BEGIN

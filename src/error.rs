//! Error types for registry access operations.
//!
//! Every failure of the access layer is reported through [`RegistryError`].
//! Callers that only care about the broad category of a failure can match on
//! [`RegistryError::kind`], which is what the fallback-value accessors do to
//! tell an absent value apart from every other problem.

use crate::types::ValueType;
use thiserror::Error;

/// Result type alias for registry operations.
pub type Result<T> = std::result::Result<T, RegistryError>;

/// Broad category of a [`RegistryError`].
#[derive(Debug, Clone, Copy, PartialEq, Eq, Hash)]
pub enum ErrorKind {
    /// The native binding is not loaded or was disabled.
    Unavailable,
    /// The native layer reported a failure status.
    NativeFailure,
    /// The key or value does not exist.
    NotFound,
    /// The stored value type does not match the requested one.
    TypeMismatch,
    /// The caller supplied an unusable argument.
    InvalidArgument,
}

/// Errors that can occur while accessing the registry.
#[derive(Error, Debug)]
pub enum RegistryError {
    /// Registry access is not available in this process.
    #[error("Registry is not available")]
    Unavailable,

    /// Native call returned a non-success status.
    #[error("{context} (native error {code})")]
    Native {
        /// Raw status code returned by the native layer.
        code: u32,
        /// Operation and subject of the failed call.
        context: String,
    },

    /// The key or value does not exist.
    #[error("{context}: not found")]
    NotFound {
        /// Raw status code returned by the native layer.
        code: u32,
        /// Operation and subject of the failed call.
        context: String,
    },

    /// The stored value type does not belong to the requested category.
    #[error("Value '{name}' has type {actual}, expected {expected}")]
    TypeMismatch {
        /// Value name.
        name: String,
        /// Description of the accepted types.
        expected: &'static str,
        /// Type reported by the registry.
        actual: ValueType,
    },

    /// Value data is shorter than its declared type requires.
    #[error("Value '{name}' is truncated: expected {expected} bytes, got {actual} bytes")]
    TruncatedData {
        /// Value name.
        name: String,
        /// Bytes required by the declared type.
        expected: usize,
        /// Bytes actually stored.
        actual: usize,
    },

    /// The value was modified between the probe and fetch phases.
    #[error("Value '{name}' changed while being read: {detail}")]
    ValueChanged {
        /// Value name.
        name: String,
        /// What differed between the two phases.
        detail: String,
    },

    /// Invalid caller-supplied argument.
    #[error("Invalid argument: {0}")]
    InvalidArgument(String),

    /// Configured narrow-string encoding label is not recognized or not usable.
    #[error("Unsupported text encoding: {0}")]
    UnknownEncoding(String),
}

impl RegistryError {
    /// Returns the broad category of this error.
    pub fn kind(&self) -> ErrorKind {
        match self {
            Self::Unavailable => ErrorKind::Unavailable,
            Self::Native { .. } | Self::ValueChanged { .. } => ErrorKind::NativeFailure,
            Self::NotFound { .. } => ErrorKind::NotFound,
            Self::TypeMismatch { .. } | Self::TruncatedData { .. } => ErrorKind::TypeMismatch,
            Self::InvalidArgument(_) | Self::UnknownEncoding(_) => ErrorKind::InvalidArgument,
        }
    }

    /// Returns the raw native status code, if the error came from a native call.
    pub fn code(&self) -> Option<u32> {
        match self {
            Self::Native { code, .. } | Self::NotFound { code, .. } => Some(*code),
            _ => None,
        }
    }

    /// Returns true if this error means the key or value does not exist.
    pub fn is_not_found(&self) -> bool {
        self.kind() == ErrorKind::NotFound
    }

    /// Maps a non-success native status to an error.
    ///
    /// `ERROR_FILE_NOT_FOUND` becomes [`RegistryError::NotFound`]; every other
    /// code is reported as [`RegistryError::Native`].
    ///
    /// # Examples
    ///
    /// ```rust
    /// # use reg_access::error::{ErrorKind, RegistryError};
    /// let err = RegistryError::from_status(2, "Failed to query value 'Foo'".to_string());
    /// assert_eq!(err.kind(), ErrorKind::NotFound);
    /// assert_eq!(err.code(), Some(2));
    /// ```
    pub fn from_status(code: u32, context: String) -> Self {
        if code == crate::native::ERROR_FILE_NOT_FOUND {
            Self::NotFound { code, context }
        } else {
            Self::Native { code, context }
        }
    }

    /// Creates an invalid argument error.
    pub fn invalid_argument(message: impl Into<String>) -> Self {
        Self::InvalidArgument(message.into())
    }
}

#[cfg(test)]
mod tests {
    use super::*;

    #[test]
    fn test_from_status_not_found() {
        let err = RegistryError::from_status(2, "Could not open registry key 'X' for reading".into());
        assert_eq!(err.kind(), ErrorKind::NotFound);
        assert!(err.is_not_found());
        assert_eq!(err.code(), Some(2));
    }

    #[test]
    fn test_from_status_other() {
        let err = RegistryError::from_status(5, "Could not open registry key 'X' for writing".into());
        assert_eq!(err.kind(), ErrorKind::NativeFailure);
        assert_eq!(err.code(), Some(5));
        assert_eq!(
            err.to_string(),
            "Could not open registry key 'X' for writing (native error 5)"
        );
    }

    #[test]
    fn test_kinds_without_code() {
        assert_eq!(RegistryError::Unavailable.kind(), ErrorKind::Unavailable);
        assert_eq!(RegistryError::Unavailable.code(), None);

        let err = RegistryError::TruncatedData {
            name: "Flag".into(),
            expected: 4,
            actual: 2,
        };
        assert_eq!(err.kind(), ErrorKind::TypeMismatch);

        let err = RegistryError::ValueChanged {
            name: "Flag".into(),
            detail: "length 4 became 8".into(),
        };
        assert_eq!(err.kind(), ErrorKind::NativeFailure);
        assert_eq!(err.code(), None);
    }

    #[test]
    fn test_type_mismatch_message() {
        let err = RegistryError::TypeMismatch {
            name: "Version".into(),
            expected: "a textual type",
            actual: ValueType::Dword,
        };
        assert_eq!(
            err.to_string(),
            "Value 'Version' has type REG_DWORD, expected a textual type"
        );
    }
}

END

_WHAT IS NEEDED_:
The lines above, from the first through the one containing "use crate::types::ValueType;", must be restated word for word, with nothing added.

_COMPLETED EXERCISE_:
filename src/error.rs
//! Error types for registry access operations.
//!
//! Every failure of the access layer is reported through [`RegistryError`].
//! Callers that only care about the broad category of a failure can match on
//! [`RegistryError::kind`], which is what the fallback-value accessors do to
//! tell an absent value apart from every other problem.

use crate::types::ValueType;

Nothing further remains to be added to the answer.